**Task to carry out**
In the records that follow, the lines from the one containing "merge of the two" to the one containing "impl<R: TimerRegisters +", inclusive, are to be given again exactly.

(Saved entries)
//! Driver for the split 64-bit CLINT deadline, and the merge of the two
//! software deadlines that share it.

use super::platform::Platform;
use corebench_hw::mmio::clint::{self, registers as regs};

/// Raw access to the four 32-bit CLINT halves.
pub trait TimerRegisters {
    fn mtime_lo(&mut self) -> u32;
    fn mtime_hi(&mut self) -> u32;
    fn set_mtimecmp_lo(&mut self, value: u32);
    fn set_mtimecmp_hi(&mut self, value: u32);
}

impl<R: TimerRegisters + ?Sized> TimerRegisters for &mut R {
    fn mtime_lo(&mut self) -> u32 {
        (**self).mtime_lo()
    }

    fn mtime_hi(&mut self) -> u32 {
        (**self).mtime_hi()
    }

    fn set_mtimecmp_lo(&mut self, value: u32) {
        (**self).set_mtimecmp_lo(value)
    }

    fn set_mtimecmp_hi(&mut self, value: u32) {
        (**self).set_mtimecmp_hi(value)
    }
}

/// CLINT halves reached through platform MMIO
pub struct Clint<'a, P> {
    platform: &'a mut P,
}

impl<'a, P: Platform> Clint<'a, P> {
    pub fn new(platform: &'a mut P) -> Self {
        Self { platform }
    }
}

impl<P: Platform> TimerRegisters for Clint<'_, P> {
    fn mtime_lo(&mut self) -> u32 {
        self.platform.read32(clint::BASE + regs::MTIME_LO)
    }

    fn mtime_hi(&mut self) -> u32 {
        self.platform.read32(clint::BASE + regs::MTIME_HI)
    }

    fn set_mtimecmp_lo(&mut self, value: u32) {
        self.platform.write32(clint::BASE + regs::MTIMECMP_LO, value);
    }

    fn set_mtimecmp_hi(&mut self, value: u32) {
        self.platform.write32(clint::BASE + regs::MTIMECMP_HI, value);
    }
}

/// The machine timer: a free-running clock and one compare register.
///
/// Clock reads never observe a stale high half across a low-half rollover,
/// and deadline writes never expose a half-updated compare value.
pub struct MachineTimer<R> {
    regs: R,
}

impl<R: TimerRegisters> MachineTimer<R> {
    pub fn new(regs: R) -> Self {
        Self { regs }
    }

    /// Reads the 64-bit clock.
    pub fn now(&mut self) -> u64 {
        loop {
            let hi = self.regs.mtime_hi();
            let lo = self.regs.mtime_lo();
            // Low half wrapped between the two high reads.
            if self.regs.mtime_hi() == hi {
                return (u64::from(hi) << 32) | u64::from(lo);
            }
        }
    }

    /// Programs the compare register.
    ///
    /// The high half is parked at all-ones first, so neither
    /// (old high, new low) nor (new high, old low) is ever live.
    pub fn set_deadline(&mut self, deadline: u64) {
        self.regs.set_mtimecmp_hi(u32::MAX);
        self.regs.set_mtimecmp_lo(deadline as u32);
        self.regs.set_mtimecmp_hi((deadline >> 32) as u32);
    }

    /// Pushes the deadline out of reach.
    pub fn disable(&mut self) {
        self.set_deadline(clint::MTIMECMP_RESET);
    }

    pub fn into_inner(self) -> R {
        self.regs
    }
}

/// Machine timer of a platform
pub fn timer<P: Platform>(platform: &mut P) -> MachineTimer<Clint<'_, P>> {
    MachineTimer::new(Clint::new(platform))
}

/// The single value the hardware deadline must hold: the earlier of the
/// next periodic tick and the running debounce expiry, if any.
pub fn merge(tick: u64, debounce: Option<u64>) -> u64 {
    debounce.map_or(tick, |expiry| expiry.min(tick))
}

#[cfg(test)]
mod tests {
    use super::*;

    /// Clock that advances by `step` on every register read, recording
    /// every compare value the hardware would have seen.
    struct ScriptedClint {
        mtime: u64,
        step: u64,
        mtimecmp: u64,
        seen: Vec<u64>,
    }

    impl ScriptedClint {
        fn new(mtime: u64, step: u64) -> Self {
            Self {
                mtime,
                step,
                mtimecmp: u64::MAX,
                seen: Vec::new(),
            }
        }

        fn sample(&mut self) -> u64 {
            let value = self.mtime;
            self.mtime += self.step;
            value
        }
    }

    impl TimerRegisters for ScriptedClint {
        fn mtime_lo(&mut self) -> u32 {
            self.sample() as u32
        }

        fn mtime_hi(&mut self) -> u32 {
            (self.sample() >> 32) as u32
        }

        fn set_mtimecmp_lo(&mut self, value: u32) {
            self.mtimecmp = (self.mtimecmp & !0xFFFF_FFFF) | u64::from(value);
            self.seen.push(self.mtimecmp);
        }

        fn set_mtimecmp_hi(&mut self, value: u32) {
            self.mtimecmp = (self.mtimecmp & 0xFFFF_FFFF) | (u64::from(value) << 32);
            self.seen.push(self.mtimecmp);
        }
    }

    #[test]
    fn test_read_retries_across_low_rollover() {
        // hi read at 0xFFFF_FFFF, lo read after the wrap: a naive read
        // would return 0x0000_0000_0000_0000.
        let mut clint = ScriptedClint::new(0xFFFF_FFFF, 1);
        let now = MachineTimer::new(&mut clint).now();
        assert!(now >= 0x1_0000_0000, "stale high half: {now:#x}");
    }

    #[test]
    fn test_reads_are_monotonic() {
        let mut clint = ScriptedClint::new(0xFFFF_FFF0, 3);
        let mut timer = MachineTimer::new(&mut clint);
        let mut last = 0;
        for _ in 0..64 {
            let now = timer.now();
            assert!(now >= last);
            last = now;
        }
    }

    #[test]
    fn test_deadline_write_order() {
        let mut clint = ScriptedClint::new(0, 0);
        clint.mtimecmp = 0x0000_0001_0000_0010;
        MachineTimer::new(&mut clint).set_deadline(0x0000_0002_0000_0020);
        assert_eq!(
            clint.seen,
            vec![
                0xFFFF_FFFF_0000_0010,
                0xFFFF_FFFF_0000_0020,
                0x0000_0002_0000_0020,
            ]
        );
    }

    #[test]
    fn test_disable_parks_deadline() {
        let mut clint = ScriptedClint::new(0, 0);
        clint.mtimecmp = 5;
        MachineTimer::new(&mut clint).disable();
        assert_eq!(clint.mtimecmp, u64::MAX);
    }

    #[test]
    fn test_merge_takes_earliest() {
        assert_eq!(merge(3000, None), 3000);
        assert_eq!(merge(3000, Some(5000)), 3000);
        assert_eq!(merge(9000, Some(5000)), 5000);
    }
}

---

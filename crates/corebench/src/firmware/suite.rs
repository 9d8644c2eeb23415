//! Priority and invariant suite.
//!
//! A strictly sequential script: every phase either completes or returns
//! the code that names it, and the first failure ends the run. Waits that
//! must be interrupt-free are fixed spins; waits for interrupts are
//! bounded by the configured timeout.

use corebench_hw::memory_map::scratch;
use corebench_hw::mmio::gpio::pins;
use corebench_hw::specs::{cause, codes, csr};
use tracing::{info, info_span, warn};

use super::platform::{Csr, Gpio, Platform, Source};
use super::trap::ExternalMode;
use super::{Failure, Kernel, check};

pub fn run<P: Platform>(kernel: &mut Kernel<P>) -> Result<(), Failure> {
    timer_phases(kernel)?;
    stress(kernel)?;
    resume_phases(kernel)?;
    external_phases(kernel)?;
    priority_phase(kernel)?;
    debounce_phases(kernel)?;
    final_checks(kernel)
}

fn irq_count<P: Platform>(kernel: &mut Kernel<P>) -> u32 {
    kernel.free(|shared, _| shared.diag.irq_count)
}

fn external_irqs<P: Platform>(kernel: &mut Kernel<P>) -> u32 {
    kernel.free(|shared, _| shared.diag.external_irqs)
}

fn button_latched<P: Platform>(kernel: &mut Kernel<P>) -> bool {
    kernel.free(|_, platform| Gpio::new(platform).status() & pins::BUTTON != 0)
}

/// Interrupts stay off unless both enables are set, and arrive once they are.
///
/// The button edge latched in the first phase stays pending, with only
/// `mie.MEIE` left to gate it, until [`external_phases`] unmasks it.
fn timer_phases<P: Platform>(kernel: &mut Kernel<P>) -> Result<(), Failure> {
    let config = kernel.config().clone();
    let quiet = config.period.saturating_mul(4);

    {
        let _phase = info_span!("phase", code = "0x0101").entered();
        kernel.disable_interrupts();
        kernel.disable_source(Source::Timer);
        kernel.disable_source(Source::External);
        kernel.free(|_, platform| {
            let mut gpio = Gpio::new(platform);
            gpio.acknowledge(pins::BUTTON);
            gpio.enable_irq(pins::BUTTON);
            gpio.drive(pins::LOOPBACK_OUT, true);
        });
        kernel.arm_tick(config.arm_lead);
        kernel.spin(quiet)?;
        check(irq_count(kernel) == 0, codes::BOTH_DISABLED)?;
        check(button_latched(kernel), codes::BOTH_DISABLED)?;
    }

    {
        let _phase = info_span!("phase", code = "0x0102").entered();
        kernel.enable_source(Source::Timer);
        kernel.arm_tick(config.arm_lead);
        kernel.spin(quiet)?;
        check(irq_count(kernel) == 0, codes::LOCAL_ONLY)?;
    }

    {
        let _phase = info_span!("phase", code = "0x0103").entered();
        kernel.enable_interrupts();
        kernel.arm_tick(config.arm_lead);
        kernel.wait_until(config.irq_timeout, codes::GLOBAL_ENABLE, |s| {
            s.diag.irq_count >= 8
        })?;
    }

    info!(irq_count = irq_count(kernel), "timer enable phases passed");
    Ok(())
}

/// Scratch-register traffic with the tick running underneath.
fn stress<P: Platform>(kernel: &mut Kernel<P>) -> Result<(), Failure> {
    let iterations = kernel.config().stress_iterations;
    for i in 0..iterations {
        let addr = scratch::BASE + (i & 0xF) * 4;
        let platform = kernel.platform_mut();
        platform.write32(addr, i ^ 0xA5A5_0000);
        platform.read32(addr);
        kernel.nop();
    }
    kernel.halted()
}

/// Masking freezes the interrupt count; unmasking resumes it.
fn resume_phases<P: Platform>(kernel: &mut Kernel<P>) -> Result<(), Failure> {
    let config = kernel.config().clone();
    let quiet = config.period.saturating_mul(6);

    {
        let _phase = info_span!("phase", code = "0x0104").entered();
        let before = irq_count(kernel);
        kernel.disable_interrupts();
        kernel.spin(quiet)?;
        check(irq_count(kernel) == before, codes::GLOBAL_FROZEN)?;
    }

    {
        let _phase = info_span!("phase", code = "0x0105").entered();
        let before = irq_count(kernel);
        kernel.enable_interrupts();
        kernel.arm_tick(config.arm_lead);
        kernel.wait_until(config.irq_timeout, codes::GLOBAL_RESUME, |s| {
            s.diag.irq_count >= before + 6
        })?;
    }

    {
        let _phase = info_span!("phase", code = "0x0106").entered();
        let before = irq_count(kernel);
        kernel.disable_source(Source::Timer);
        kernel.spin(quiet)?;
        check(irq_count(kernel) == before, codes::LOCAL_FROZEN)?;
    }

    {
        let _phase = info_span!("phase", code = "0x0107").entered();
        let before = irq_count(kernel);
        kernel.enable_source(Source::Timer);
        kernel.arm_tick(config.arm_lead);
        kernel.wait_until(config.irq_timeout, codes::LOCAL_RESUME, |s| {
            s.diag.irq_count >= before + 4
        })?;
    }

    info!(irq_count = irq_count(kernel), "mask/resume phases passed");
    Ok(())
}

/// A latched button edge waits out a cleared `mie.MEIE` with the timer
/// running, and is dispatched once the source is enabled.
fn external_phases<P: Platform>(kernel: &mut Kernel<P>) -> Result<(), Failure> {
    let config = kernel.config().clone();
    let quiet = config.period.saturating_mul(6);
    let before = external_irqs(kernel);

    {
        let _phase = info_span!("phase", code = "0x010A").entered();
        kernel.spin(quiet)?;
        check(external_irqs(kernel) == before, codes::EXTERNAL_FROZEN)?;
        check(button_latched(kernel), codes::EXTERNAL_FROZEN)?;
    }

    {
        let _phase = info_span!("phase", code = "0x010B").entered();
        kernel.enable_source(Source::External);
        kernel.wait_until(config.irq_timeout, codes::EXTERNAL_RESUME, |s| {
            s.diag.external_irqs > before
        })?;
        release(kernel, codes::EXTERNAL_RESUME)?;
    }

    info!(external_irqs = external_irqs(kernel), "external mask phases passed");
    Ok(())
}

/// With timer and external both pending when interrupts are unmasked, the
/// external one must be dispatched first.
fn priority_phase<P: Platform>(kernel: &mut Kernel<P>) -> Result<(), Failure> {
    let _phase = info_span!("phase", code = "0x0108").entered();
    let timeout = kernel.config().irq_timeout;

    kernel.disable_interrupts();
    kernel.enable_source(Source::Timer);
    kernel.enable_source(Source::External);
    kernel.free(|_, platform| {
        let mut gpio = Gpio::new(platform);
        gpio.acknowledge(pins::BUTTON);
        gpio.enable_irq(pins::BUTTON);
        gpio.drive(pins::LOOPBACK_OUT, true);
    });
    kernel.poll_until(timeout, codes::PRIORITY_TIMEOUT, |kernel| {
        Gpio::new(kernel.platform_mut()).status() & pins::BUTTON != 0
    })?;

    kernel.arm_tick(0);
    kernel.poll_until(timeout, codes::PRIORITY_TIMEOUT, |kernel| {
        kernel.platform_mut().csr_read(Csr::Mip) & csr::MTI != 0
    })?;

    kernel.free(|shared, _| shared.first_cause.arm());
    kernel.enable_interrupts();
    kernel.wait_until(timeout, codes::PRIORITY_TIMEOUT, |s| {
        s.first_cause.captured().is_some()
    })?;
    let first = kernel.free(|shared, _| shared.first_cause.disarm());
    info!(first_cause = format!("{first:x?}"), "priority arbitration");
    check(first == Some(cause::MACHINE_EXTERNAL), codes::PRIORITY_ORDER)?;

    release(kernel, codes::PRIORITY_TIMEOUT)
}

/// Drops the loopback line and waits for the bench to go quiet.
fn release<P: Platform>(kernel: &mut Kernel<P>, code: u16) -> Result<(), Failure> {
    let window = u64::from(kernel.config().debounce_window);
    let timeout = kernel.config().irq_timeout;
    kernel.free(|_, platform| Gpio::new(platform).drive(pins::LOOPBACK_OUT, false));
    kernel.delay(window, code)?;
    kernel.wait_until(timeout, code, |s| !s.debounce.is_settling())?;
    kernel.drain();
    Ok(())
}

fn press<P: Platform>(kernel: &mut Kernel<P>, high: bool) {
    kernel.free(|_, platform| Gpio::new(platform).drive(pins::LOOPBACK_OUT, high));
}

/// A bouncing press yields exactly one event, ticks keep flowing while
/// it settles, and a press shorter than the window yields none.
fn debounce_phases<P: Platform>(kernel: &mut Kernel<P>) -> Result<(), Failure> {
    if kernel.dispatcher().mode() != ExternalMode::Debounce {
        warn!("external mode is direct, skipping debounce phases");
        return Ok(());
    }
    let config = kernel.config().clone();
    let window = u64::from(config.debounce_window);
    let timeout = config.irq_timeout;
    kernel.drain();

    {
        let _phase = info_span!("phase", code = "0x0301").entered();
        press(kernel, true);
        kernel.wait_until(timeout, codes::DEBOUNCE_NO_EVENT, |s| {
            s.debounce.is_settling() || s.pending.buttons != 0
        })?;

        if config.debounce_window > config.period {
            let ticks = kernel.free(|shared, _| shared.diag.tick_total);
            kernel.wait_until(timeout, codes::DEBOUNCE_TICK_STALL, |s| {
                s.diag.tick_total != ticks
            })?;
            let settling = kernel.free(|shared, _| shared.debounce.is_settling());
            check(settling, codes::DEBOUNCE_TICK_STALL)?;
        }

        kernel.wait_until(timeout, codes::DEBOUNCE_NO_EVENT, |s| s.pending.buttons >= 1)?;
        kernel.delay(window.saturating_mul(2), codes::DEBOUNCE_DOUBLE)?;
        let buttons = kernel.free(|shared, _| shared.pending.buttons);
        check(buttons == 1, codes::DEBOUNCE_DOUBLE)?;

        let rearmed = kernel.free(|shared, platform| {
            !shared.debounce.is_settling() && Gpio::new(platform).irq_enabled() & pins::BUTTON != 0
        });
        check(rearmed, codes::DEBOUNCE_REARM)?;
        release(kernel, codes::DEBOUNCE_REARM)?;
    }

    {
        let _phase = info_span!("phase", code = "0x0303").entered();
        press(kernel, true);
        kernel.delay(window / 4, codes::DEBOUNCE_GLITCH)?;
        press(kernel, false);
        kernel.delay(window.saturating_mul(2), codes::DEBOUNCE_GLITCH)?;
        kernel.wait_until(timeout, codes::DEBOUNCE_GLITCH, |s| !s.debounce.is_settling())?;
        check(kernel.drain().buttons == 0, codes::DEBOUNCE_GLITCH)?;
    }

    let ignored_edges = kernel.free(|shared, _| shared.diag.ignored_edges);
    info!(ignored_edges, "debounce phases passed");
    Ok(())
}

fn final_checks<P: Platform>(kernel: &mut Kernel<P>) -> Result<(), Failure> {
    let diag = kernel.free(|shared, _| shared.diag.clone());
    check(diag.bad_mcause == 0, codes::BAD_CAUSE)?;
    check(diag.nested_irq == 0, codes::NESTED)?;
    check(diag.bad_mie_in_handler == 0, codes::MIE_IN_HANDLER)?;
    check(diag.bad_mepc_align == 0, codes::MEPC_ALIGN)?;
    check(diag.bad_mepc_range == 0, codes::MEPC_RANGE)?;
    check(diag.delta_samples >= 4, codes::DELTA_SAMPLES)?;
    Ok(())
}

--

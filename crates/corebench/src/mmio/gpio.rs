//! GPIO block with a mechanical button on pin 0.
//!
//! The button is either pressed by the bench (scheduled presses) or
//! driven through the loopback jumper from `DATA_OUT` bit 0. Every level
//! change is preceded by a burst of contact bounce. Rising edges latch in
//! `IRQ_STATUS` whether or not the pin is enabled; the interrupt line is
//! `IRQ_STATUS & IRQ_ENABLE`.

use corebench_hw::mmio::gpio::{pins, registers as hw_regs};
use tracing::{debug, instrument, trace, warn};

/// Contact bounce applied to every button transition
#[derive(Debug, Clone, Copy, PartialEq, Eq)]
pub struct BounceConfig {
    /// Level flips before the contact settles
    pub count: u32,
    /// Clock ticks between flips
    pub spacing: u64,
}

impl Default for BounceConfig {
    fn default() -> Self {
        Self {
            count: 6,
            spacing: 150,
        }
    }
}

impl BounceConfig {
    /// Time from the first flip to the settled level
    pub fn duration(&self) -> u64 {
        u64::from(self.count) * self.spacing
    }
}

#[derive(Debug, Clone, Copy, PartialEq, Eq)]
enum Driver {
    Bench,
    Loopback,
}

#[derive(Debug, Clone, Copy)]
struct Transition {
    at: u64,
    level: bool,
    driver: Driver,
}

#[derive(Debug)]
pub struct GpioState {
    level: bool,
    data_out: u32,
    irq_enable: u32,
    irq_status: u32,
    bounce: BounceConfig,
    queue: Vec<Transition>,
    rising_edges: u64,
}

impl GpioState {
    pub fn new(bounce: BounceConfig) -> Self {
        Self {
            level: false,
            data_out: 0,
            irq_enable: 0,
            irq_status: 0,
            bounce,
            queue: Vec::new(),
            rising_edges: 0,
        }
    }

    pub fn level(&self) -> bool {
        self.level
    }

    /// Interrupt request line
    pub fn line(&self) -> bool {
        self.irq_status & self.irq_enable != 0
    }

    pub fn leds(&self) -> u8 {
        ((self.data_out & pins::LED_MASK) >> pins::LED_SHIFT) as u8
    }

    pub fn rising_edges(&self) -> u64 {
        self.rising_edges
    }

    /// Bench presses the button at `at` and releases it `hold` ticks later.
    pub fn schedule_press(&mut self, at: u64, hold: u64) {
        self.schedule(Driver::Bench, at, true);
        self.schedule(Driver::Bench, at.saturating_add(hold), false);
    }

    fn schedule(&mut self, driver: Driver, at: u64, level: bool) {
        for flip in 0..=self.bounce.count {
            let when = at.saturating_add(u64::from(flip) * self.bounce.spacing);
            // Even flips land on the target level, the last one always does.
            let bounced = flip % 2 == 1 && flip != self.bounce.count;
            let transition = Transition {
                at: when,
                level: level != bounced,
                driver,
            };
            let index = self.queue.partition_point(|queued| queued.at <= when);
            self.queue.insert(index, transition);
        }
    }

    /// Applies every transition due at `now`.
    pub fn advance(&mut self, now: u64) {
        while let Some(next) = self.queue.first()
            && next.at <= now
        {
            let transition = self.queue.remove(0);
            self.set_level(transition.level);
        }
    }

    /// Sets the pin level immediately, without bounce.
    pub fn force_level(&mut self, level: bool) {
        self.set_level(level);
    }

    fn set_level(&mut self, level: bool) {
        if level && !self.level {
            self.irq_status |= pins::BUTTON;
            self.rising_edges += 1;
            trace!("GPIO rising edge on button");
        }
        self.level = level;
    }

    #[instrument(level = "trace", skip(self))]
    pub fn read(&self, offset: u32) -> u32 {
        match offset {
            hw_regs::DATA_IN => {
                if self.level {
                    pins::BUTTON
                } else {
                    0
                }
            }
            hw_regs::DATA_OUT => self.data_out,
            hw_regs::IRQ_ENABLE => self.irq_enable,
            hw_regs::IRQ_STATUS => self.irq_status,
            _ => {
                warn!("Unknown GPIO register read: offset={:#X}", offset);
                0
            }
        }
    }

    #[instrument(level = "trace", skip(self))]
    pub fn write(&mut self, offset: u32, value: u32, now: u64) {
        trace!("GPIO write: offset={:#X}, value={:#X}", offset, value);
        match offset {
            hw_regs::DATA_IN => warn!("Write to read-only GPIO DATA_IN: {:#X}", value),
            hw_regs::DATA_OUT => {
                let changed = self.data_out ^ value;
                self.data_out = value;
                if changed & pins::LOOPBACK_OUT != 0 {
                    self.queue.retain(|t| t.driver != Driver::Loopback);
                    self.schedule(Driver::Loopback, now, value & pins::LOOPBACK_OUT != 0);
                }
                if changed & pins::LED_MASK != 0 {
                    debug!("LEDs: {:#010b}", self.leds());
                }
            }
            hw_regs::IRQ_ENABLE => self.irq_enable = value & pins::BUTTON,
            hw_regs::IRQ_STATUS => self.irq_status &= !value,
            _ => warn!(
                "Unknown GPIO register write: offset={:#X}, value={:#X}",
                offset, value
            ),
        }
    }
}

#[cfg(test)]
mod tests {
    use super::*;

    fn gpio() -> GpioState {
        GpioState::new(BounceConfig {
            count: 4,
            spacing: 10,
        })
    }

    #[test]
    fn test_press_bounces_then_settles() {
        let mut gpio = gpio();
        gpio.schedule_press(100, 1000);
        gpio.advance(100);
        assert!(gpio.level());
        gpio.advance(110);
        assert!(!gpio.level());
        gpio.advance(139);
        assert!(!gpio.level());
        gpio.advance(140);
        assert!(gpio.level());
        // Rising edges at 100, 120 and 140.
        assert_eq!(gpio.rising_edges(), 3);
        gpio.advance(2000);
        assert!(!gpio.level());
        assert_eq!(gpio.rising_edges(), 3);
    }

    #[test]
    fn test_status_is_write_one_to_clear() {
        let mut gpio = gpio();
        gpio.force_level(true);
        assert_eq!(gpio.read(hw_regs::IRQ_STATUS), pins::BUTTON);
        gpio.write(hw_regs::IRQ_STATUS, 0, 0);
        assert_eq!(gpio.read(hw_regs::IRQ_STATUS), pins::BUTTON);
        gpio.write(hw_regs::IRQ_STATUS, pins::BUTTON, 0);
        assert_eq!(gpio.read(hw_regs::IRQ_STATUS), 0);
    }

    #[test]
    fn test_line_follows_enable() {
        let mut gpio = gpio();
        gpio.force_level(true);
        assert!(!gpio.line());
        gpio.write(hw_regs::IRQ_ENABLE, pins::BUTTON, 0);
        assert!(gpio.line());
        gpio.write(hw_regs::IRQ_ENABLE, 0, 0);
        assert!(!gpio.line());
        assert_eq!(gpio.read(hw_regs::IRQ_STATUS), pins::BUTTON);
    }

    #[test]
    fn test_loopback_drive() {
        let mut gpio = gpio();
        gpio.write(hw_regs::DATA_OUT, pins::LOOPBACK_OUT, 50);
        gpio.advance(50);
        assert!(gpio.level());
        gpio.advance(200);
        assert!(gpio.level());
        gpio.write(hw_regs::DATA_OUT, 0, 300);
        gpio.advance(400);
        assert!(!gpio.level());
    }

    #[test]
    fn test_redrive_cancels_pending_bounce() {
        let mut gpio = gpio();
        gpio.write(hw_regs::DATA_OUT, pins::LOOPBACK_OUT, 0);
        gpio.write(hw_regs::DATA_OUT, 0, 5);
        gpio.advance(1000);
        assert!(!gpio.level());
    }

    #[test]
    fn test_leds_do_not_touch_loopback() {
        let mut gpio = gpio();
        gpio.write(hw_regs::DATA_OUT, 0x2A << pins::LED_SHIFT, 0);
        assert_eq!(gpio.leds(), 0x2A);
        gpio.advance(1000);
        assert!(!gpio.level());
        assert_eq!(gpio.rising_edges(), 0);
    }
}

**Solution to this exercise**
//! Driver for the split 64-bit CLINT deadline, and the merge of the two
//! software deadlines that share it.

use super::platform::Platform;
use corebench_hw::mmio::clint::{self, registers as regs};

/// Raw access to the four 32-bit CLINT halves.
pub trait TimerRegisters {
    fn mtime_lo(&mut self) -> u32;
    fn mtime_hi(&mut self) -> u32;
    fn set_mtimecmp_lo(&mut self, value: u32);
    fn set_mtimecmp_hi(&mut self, value: u32);
}

impl<R: TimerRegisters + ?Sized> TimerRegisters for &mut R {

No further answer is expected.